Multiple regex matches
I know I have written this code multiple times from scratch so I will blog it here for perpetuity (and some smarter people than me can suggest better solutions).
The problem is that I want to write a regex with a capturing group, then run it on a bunch of text and get back all the captured groups from all the matches. The best way I can figure out how to do this is:
public static List getMatches(Pattern pattern, String text) {
List matches = new ArrayList();
Matcher m = pattern.matcher(text);
int index = 0;
while(m.find(index)) {
matches.add(m.group(1));
index = m.end();
}
return matches;
}
This code is assuming that the pattern has exactly one capture group. It could be extended to handle multiple capture groups pretty easily.

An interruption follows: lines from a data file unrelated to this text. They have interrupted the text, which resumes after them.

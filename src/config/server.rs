//! Server behavior configuration: connection limits, timeouts, and the
//! proximity/coordinate constants from §4.2 and §4.3.

use serde::{Deserialize, Serialize};

use super::defaults::{
    default_auth_timeout_secs, default_cleanup_interval_secs, default_coordinate_bound,
    default_inactive_timeout_secs, default_max_connections_per_ip, default_proximity_radius,
};

#[derive(Debug, Deserialize, Serialize, Clone)]
pub struct ServerConfig {
    /// Maximum concurrent connections accepted from a single source address.
    #[serde(default = "default_max_connections_per_ip")]
    pub max_connections_per_ip: usize,
    /// A connection with no traffic for this long is force-closed.
    #[serde(default = "default_inactive_timeout_secs")]
    pub inactive_timeout_secs: u64,
    /// Interval on which the inactivity sweep runs.
    #[serde(default = "default_cleanup_interval_secs")]
    pub cleanup_interval_secs: u64,
    /// How long a newly-opened socket has to complete the handshake before
    /// being force-closed.
    #[serde(default = "default_auth_timeout_secs")]
    pub auth_timeout_secs: u64,
    /// Two players within this many coordinate units are proximity-adjacent.
    #[serde(default = "default_proximity_radius")]
    pub proximity_radius: f64,
    /// Absolute value bound for `x`/`y`; coordinates outside
    /// `[-bound, +bound]` are rejected by the dispatcher.
    #[serde(default = "default_coordinate_bound")]
    pub coordinate_bound: f64,
}

impl Default for ServerConfig {
    fn default() -> Self {
        Self {
            max_connections_per_ip: default_max_connections_per_ip(),
            inactive_timeout_secs: default_inactive_timeout_secs(),
            cleanup_interval_secs: default_cleanup_interval_secs(),
            auth_timeout_secs: default_auth_timeout_secs(),
            proximity_radius: default_proximity_radius(),
            coordinate_bound: default_coordinate_bound(),
        }
    }
}

/// Rate limiting configuration: the five per-event windows from §5.
#[derive(Debug, Deserialize, Serialize, Clone)]
pub struct RateLimitConfig {
    #[serde(default = "super::defaults::default_move_player_limit")]
    pub move_player_per_sec: u32,
    #[serde(default = "super::defaults::default_teleport_limit")]
    pub teleport_per_sec: u32,
    #[serde(default = "super::defaults::default_changed_skin_limit")]
    pub changed_skin_per_sec: u32,
    #[serde(default = "super::defaults::default_send_message_limit")]
    pub send_message_per_min: u32,
    #[serde(default = "super::defaults::default_join_realm_limit")]
    pub join_realm_per_min: u32,
}

impl Default for RateLimitConfig {
    fn default() -> Self {
        Self {
            move_player_per_sec: super::defaults::default_move_player_limit(),
            teleport_per_sec: super::defaults::default_teleport_limit(),
            changed_skin_per_sec: super::defaults::default_changed_skin_limit(),
            send_message_per_min: super::defaults::default_send_message_limit(),
            join_realm_per_min: super::defaults::default_join_realm_limit(),
        }
    }
}

impl From<&RateLimitConfig> for crate::rate_limit::RateLimitConfig {
    fn from(cfg: &RateLimitConfig) -> Self {
        use crate::rate_limit::EventLimit;
        use std::time::Duration;

        Self {
            move_player: EventLimit {
                max: cfg.move_player_per_sec,
                window: Duration::from_secs(1),
            },
            teleport: EventLimit {
                max: cfg.teleport_per_sec,
                window: Duration::from_secs(1),
            },
            changed_skin: EventLimit {
                max: cfg.changed_skin_per_sec,
                window: Duration::from_secs(1),
            },
            send_message: EventLimit {
                max: cfg.send_message_per_min,
                window: Duration::from_secs(60),
            },
            join_realm: EventLimit {
                max: cfg.join_realm_per_min,
                window: Duration::from_secs(60),
            },
        }
    }
}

So an example might be that I have some text (say a file of phone numbers) and I want to match each phone number and return all the area codes (just the area codes). So, the text might be:
Albert Pujols 111-456-7890
Darth Vader 222-123-4567
Carrot Top 333-123-4444
And the answer should be 111, 222, and 333. So, you’d do something like this with my method:
Pattern p = Pattern.compile("([0-9]{3})-[0-9]{3}-[0-9]{4}");
String text = "Albert Pujols\t111-456-7890\nDarth Vader\t222-123-4567\nCarrot Top\t333-123-4444\n";
List matches = RegexUtil.getMatches(p, text);
This works great for me. Is there a better way to do this? Is there some magical option on the regex pattern itself to avoid doing the loop?

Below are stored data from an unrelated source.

//! Ties the domain layer to a running process: connection bookkeeping,
//! identity verification, persisted-record lookups, and the per-connection
//! dispatcher, mirroring the teacher's `server::EnhancedGameServer` as the
//! god-object a websocket handler is built against.

pub mod connection_manager;
pub mod dispatcher;
pub mod identity;
pub mod metrics;
pub mod realm_store;

pub use connection_manager::{ConnectionManager, RegisterClientError};
pub use dispatcher::{Dispatcher, Outbox};
pub use identity::{IdentityError, IdentityProvider, Principal, TrustingIdentityProvider};
pub use metrics::{MetricsSnapshot, ServerMetrics};
pub use realm_store::{InMemoryRealmStore, ProfileRecord, RealmRecord, RealmStore, StoreError};

use std::sync::Arc;

use crate::config::Config;
use crate::rate_limit::RateLimiter;

/// Everything a websocket connection handler needs, bundled for
/// `axum::extract::State`.
pub struct RealmServer {
    pub config: Config,
    pub connections: ConnectionManager,
    pub dispatcher: Dispatcher,
    pub identity: Arc<dyn IdentityProvider>,
    pub metrics: Arc<ServerMetrics>,
}

impl RealmServer {
    pub fn new(config: Config, store: Arc<dyn RealmStore>, identity: Arc<dyn IdentityProvider>) -> Arc<Self> {
        let rate_limiter = Arc::new(RateLimiter::new((&config.rate_limit).into()));
        rate_limiter.clone().start_cleanup_task();

        let metrics = Arc::new(ServerMetrics::new());
        let connections = ConnectionManager::new(config.server.max_connections_per_ip);
        let dispatcher = Dispatcher::new(store, rate_limiter, metrics.clone());

        Arc::new(Self {
            config,
            connections,
            dispatcher,
            identity,
            metrics,
        })
    }

    /// Spawns the background sweep that force-closes connections idle past
    /// `server.inactive_timeout_secs`. Each eviction runs the same
    /// `handle_disconnect` path the websocket layer runs on a normal close,
    /// so the player's room learns of its departure immediately rather than
    /// waiting for the receive loop to notice the channel went away. The
    /// evicted socket id is still forwarded on the returned channel so the
    /// websocket layer can drop its own bookkeeping for that connection.
    pub fn start_idle_sweep(self: &Arc<Self>) -> tokio::sync::mpsc::Receiver<uuid::Uuid> {
        let (tx, rx) = tokio::sync::mpsc::channel(64);
        let server = Arc::clone(self);
        let interval = std::time::Duration::from_secs(server.config.server.cleanup_interval_secs);
        let idle_timeout = std::time::Duration::from_secs(server.config.server.inactive_timeout_secs);
        tokio::spawn(async move {
            let mut ticker = tokio::time::interval(interval);
            loop {
                ticker.tick().await;
                for socket_id in server.connections.collect_expired(idle_timeout) {
                    let outbox = server.dispatcher.handle_disconnect(socket_id).await;
                    for (target, message) in outbox {
                        if let Some(sender) = server.connections.sender_for(&target) {
                            let _ = sender.send(Arc::new(message)).await;
                        }
                    }
                    if tx.send(socket_id).await.is_err() {
                        return;
                    }
                }
            }
        });
        rx
    }
}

Hi! My name is Alex Miller and I live in St. Louis. I write code for a living and currently work for
This seems to work just as well:
public static List getMatches(Pattern pattern, String text) {
List matches = new ArrayList();
Matcher m = pattern.matcher(text);
while(m.find()) { matches.add(m.group(1)); }
return matches;
}
Thanks! That’s better. As the Pattern javadoc says near the end (didn’t read that far before given that it’s mentioning the behavior of Matcher), find() starts where the last find match ended.